Activity >>
Check each line of the records below and collect those holding "BallotStorage".

(Stored data)
== Segment start ==
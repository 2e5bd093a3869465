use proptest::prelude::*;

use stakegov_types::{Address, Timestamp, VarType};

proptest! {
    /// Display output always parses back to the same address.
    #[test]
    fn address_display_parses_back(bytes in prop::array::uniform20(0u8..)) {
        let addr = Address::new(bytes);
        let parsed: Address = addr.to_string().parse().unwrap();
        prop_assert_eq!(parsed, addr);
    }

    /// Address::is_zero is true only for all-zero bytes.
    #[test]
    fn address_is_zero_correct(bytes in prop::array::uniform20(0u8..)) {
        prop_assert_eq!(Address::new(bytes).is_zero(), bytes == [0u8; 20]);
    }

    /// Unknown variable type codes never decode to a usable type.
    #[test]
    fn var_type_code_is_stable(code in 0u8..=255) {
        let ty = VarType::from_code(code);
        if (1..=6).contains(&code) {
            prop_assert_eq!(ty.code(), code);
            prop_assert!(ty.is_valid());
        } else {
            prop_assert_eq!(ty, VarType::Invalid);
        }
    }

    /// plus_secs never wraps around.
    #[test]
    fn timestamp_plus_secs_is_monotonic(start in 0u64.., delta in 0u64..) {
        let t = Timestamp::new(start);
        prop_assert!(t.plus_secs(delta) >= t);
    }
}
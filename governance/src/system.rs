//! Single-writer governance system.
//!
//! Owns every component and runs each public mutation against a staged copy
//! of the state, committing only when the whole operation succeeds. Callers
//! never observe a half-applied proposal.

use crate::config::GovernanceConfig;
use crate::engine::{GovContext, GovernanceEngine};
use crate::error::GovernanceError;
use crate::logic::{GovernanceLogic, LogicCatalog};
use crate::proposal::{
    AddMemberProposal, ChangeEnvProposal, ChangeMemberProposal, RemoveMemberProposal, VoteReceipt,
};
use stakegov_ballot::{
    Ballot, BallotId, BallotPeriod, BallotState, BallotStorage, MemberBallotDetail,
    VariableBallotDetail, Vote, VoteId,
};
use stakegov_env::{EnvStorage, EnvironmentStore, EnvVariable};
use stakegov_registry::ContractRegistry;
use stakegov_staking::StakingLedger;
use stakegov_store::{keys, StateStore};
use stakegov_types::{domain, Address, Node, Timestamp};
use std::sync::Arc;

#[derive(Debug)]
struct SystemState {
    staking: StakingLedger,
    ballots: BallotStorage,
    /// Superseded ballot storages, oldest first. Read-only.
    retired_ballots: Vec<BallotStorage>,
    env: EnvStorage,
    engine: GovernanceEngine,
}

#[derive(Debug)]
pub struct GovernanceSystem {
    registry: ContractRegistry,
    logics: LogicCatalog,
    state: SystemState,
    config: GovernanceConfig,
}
== Segment end ==
Problem solution >>
    Ballot, BallotId, BallotPeriod, BallotState, BallotStorage, MemberBallotDetail,
    ballots: BallotStorage,
    retired_ballots: Vec<BallotStorage>,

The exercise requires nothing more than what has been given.